Description of the task
Scan the lines below for "instance" and copy the matches.
****
//! Object pooling utilities for allocation reuse.
//!
//! This module provides two containers built on the [`Poolable`] trait:
//!
//! - [`Pooled<T>`], a single slot that preserves its allocation when the
//!   value is no longer actively used. Instead of dropping the value it
//!   transitions to a "pooled" state where the contents are cleared but the
//!   underlying memory (e.g., `Vec` capacity) is retained.
//! - [`RecyclePool<T>`], an index-addressed arena of such values whose
//!   `reset` frees every slot at once without deallocating.
//!
//! # Motivation
//!
//! The render-graph executor rebuilds its device queues, scene records and
//! blit descriptors every frame. Dropping and reallocating them each frame is
//! wasteful; these containers keep the allocations alive across frames.
//!
//! # Example
//!
//! ```
//! use redlilium_core::pool::{Poolable, Pooled};
//!
//! #[derive(Debug, Default)]
//! struct Buffer {
//!     data: Vec<u8>,
//! }
//!
//! impl Poolable for Buffer {
//!     fn new_empty() -> Self {
//!         Self::default()
//!     }
//!     fn reset(&mut self) {
//!         self.data.clear();
//!     }
//! }
//!
//! let mut pooled = Pooled::<Buffer>::default(); // starts as Pooled
//! assert!(pooled.is_pooled());
//!
//! // Activate to fill in data
//! let buf = pooled.activate();
//! buf.data.extend_from_slice(&[1, 2, 3]);
//! assert!(pooled.is_active());
//!
//! // Release back to pool: clears data but keeps Vec capacity
//! pooled.release();
//! assert!(pooled.is_pooled());
//! assert!(pooled.inner().data.capacity() >= 3);
//! ```

/// Trait for types that can be pooled and reused.
///
/// Implementors must be able to create an empty instance and clear their
/// contents while preserving allocated capacity.
pub trait Poolable {
    /// Create a new empty instance for pool initialization.
    fn new_empty() -> Self;

    /// Reset the value to an empty state, preserving allocated capacity.
    ///
    /// For example, call `Vec::clear()` rather than replacing with a new `Vec`.
    fn reset(&mut self);
}

/// A container that preserves allocations across active/pooled transitions.
///
/// `Pooled<T>` is an enum with two states:
/// - [`Active`](Pooled::Active): the value contains valid data and is in use
/// - [`Pooled`](Pooled::Pooled): the value is cleared but its allocation is preserved
///
/// This avoids the deallocation that would occur with `Option<T>` when
/// setting the value to `None`.
#[derive(Debug)]
pub enum Pooled<T: Poolable> {
    /// The value is active and contains valid data.
    Active(T),
    /// The value is cleared but its allocation is preserved for reuse.
    Pooled(T),
}

impl<T: Poolable> Pooled<T> {
    /// Create a new `Pooled` in active state with the given value.
    pub fn new(value: T) -> Self {
        Self::Active(value)
    }

    /// Check if the value is active (contains valid data).
    pub fn is_active(&self) -> bool {
        matches!(self, Self::Active(_))
    }

    /// Check if the value is pooled (cleared, available for reuse).
    pub fn is_pooled(&self) -> bool {
        matches!(self, Self::Pooled(_))
    }

    /// Get a reference to the active value.
    ///
    /// Returns `None` if the value is pooled.
    pub fn get(&self) -> Option<&T> {
        match self {
            Self::Active(t) => Some(t),
            Self::Pooled(_) => None,
        }
    }

    /// Get a mutable reference to the active value.
    ///
    /// Returns `None` if the value is pooled.
    pub fn get_mut(&mut self) -> Option<&mut T> {
        match self {
            Self::Active(t) => Some(t),
            Self::Pooled(_) => None,
        }
    }

    /// Release the value back to the pool.
    ///
    /// Clears the value but preserves its allocation. If already pooled,
    /// this is a no-op.
    pub fn release(&mut self) {
        if matches!(self, Self::Active(_)) {
            // Use mem::replace to safely move between variants.
            // The temporary T::new_empty() is zero-cost for types like Vec.
            let taken = std::mem::replace(self, Self::Pooled(T::new_empty()));
            if let Self::Active(mut t) = taken {
                t.reset();
                *self = Self::Pooled(t);
            }
        }
    }

    /// Activate the pooled value for reuse.
    ///
    /// Transitions from pooled to active state and returns a mutable reference
    /// to the (cleared) value for the caller to fill in.
    ///
    /// If already active, returns a mutable reference to the existing value.
    pub fn activate(&mut self) -> &mut T {
        if matches!(self, Self::Pooled(_)) {
            let taken = std::mem::replace(self, Self::Active(T::new_empty()));
            if let Self::Pooled(t) = taken {
                *self = Self::Active(t);
            }
        }
        match self {
            Self::Active(t) => t,
            _ => unreachable!(),
        }
    }

    /// Get a reference to the inner value regardless of state.
    pub fn inner(&self) -> &T {
        match self {
            Self::Active(t) | Self::Pooled(t) => t,
        }
    }

    /// Get a mutable reference to the inner value regardless of state.
    pub fn inner_mut(&mut self) -> &mut T {
        match self {
            Self::Active(t) | Self::Pooled(t) => t,
        }
    }
}

impl<T: Poolable> Default for Pooled<T> {
    fn default() -> Self {
        Self::Pooled(T::new_empty())
    }
}

// ============================================================================
// RecyclePool
// ============================================================================

/// Index-addressed arena that recycles its slots across frames.
///
/// [`add`](Self::add) hands out the next live slot, resetting a previously
/// used value in place or growing the backing storage when every slot is
/// live. [`reset`](Self::reset) truncates the live count without dropping
/// any value, so the next frame reuses the same allocations.
///
/// # Example
///
/// ```
/// use redlilium_core::pool::{Poolable, RecyclePool};
///
/// #[derive(Debug, Default)]
/// struct Queue {
///     items: Vec<u32>,
/// }
///
/// impl Poolable for Queue {
///     fn new_empty() -> Self {
///         Self::default()
///     }
///     fn reset(&mut self) {
///         self.items.clear();
///     }
/// }
///
/// let mut pool = RecyclePool::<Queue>::with_capacity(4);
/// let index = pool.add();
/// pool[index].items.push(7);
///
/// pool.reset();
/// assert_eq!(pool.len(), 0);
/// assert_eq!(pool.allocated(), 1);
/// ```
#[derive(Debug)]
pub struct RecyclePool<T: Poolable> {
    slots: Vec<T>,
    live: usize,
}

impl<T: Poolable> RecyclePool<T> {
    /// Create an empty pool with `capacity` pre-allocated slots.
    pub fn with_capacity(capacity: usize) -> Self {
        let mut slots = Vec::with_capacity(capacity);
        slots.resize_with(capacity, T::new_empty);
        Self { slots, live: 0 }
    }

    /// Take the next slot and return its index.
    ///
    /// The slot is reset before it is handed out.
    pub fn add(&mut self) -> usize {
        let index = self.live;
        if index == self.slots.len() {
            self.slots.push(T::new_empty());
        } else {
            self.slots[index].reset();
        }
        self.live += 1;
        index
    }

    /// Get a live slot.
    pub fn get(&self, index: usize) -> Option<&T> {
        if index < self.live {
            self.slots.get(index)
        } else {
            None
        }
    }

    /// Get a live slot mutably.
    pub fn get_mut(&mut self, index: usize) -> Option<&mut T> {
        if index < self.live {
            self.slots.get_mut(index)
        } else {
            None
        }
    }

    /// Number of live slots.
    pub fn len(&self) -> usize {
        self.live
    }

    /// Returns true if no slot is live.
    pub fn is_empty(&self) -> bool {
        self.live == 0
    }

    /// Number of slots in backing storage, live or not.
    pub fn allocated(&self) -> usize {
        self.slots.len()
    }

    /// Iterate over live slots.
    pub fn iter(&self) -> impl Iterator<Item = &T> {
        self.slots[..self.live].iter()
    }

    /// Iterate mutably over live slots.
    pub fn iter_mut(&mut self) -> impl Iterator<Item = &mut T> {
        self.slots[..self.live].iter_mut()
    }

    /// Mark every slot as free. Values are kept for reuse.
    pub fn reset(&mut self) {
        self.live = 0;
    }

    /// Drop all storage, including recycled slots.
    pub fn clear(&mut self) {
        self.slots.clear();
        self.live = 0;
    }
}

impl<T: Poolable> Default for RecyclePool<T> {
    fn default() -> Self {
        Self::with_capacity(0)
    }
}

impl<T: Poolable> std::ops::Index<usize> for RecyclePool<T> {
    type Output = T;

    fn index(&self, index: usize) -> &T {
        assert!(index < self.live, "recycle pool index {index} is not live");
        &self.slots[index]
    }
}

impl<T: Poolable> std::ops::IndexMut<usize> for RecyclePool<T> {
    fn index_mut(&mut self, index: usize) -> &mut T {
        assert!(index < self.live, "recycle pool index {index} is not live");
        &mut self.slots[index]
    }
}

#[cfg(test)]
mod tests {
    use super::*;

    #[derive(Debug, Default, PartialEq)]
    struct TestBuffer {
        data: Vec<u32>,
    }

    impl Poolable for TestBuffer {
        fn new_empty() -> Self {
            Self::default()
        }
        fn reset(&mut self) {
            self.data.clear();
        }
    }

    #[test]
    fn test_default_is_pooled() {
        let pooled = Pooled::<TestBuffer>::default();
        assert!(pooled.is_pooled());
        assert!(!pooled.is_active());
        assert!(pooled.get().is_none());
    }

    #[test]
    fn test_new_is_active() {
        let pooled = Pooled::new(TestBuffer {
            data: vec![1, 2, 3],
        });
        assert!(pooled.is_active());
        assert!(!pooled.is_pooled());
        assert_eq!(pooled.get().unwrap().data, vec![1, 2, 3]);
    }

    #[test]
    fn test_release_clears_and_preserves_capacity() {
        let mut pooled = Pooled::new(TestBuffer {
            data: vec![1, 2, 3, 4, 5],
        });

        pooled.release();

        assert!(pooled.is_pooled());
        assert!(pooled.get().is_none());

        // Allocation preserved
        let inner = pooled.inner();
        assert!(inner.data.is_empty());
        assert!(inner.data.capacity() >= 5);
    }

    #[test]
    fn test_release_on_pooled_is_noop() {
        let mut pooled = Pooled::<TestBuffer>::default();
        pooled.release(); // should not panic
        assert!(pooled.is_pooled());
    }

    #[test]
    fn test_activate_reuses_allocation() {
        let mut pooled = Pooled::new(TestBuffer {
            data: vec![1, 2, 3, 4, 5],
        });
        pooled.release();
        let capacity_after_release = pooled.inner().data.capacity();

        let buf = pooled.activate();
        assert!(buf.data.is_empty());
        assert_eq!(buf.data.capacity(), capacity_after_release);

        buf.data.push(42);

        assert!(pooled.is_active());
        assert_eq!(pooled.get().unwrap().data, vec![42]);
    }

    #[test]
    fn test_activate_on_active_returns_existing() {
        let mut pooled = Pooled::new(TestBuffer {
            data: vec![1, 2, 3],
        });

        let buf = pooled.activate();
        assert_eq!(buf.data, vec![1, 2, 3]);
    }

    #[test]
    fn test_get_mut() {
        let mut pooled = Pooled::new(TestBuffer {
            data: vec![1, 2, 3],
        });

        pooled.get_mut().unwrap().data.push(4);
        assert_eq!(pooled.get().unwrap().data, vec![1, 2, 3, 4]);
    }

    #[test]
    fn test_get_mut_on_pooled_returns_none() {
        let mut pooled = Pooled::<TestBuffer>::default();
        assert!(pooled.get_mut().is_none());
    }

    #[test]
    fn test_inner_always_accessible() {
        let pooled = Pooled::new(TestBuffer {
            data: vec![1, 2, 3],
        });
        assert_eq!(pooled.inner().data, vec![1, 2, 3]);

        let pooled = Pooled::<TestBuffer>::default();
        assert!(pooled.inner().data.is_empty());
    }

    #[test]
    fn test_inner_mut_always_accessible() {
        let mut pooled = Pooled::<TestBuffer>::default();
        pooled.inner_mut().data.push(42);
        // Note: state is still Pooled even though we modified the inner value
        assert!(pooled.is_pooled());
    }

    #[test]
    fn test_round_trip() {
        let mut pooled = Pooled::<TestBuffer>::default();

        // Activate, fill, release, repeat
        for i in 0..3 {
            let buf = pooled.activate();
            for j in 0..10 {
                buf.data.push(i * 10 + j);
            }
            assert!(pooled.is_active());
            assert_eq!(pooled.get().unwrap().data.len(), 10);

            pooled.release();
            assert!(pooled.is_pooled());
            assert!(pooled.inner().data.capacity() >= 10);
        }
    }

    #[test]
    fn test_recycle_pool_add_grows() {
        let mut pool = RecyclePool::<TestBuffer>::default();
        assert!(pool.is_empty());

        let a = pool.add();
        let b = pool.add();
        assert_eq!((a, b), (0, 1));
        assert_eq!(pool.len(), 2);
        assert_eq!(pool.allocated(), 2);
    }

    #[test]
    fn test_recycle_pool_reset_keeps_storage() {
        let mut pool = RecyclePool::<TestBuffer>::with_capacity(2);
        assert_eq!(pool.allocated(), 2);

        let a = pool.add();
        pool[a].data.extend_from_slice(&[1, 2, 3, 4]);
        pool.reset();

        assert!(pool.is_empty());
        assert!(pool.get(a).is_none());
        assert_eq!(pool.allocated(), 2);

        // The recycled slot comes back cleared, with its capacity.
        let again = pool.add();
        assert_eq!(again, a);
        assert!(pool[again].data.is_empty());
        assert!(pool[again].data.capacity() >= 4);
    }

    #[test]
    fn test_recycle_pool_iter_only_live() {
        let mut pool = RecyclePool::<TestBuffer>::default();
        for i in 0..3 {
            let idx = pool.add();
            pool[idx].data.push(i);
        }
        pool.reset();
        let idx = pool.add();
        pool[idx].data.push(10);

        let live: Vec<_> = pool.iter().map(|b| b.data.clone()).collect();
        assert_eq!(live, vec![vec![10]]);
        assert_eq!(pool.allocated(), 3);
    }

    #[test]
    fn test_recycle_pool_clear_drops_storage() {
        let mut pool = RecyclePool::<TestBuffer>::with_capacity(8);
        pool.add();
        pool.clear();
        assert_eq!(pool.allocated(), 0);
        assert!(pool.is_empty());
    }

    #[test]
    #[should_panic(expected = "not live")]
    fn test_recycle_pool_index_out_of_live_range() {
        let mut pool = RecyclePool::<TestBuffer>::with_capacity(2);
        pool.add();
        pool.reset();
        let _ = &pool[0];
    }
}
****
Answer box
/// Implementors must be able to create an empty instance and clear their
    /// Create a new empty instance for pool initialization.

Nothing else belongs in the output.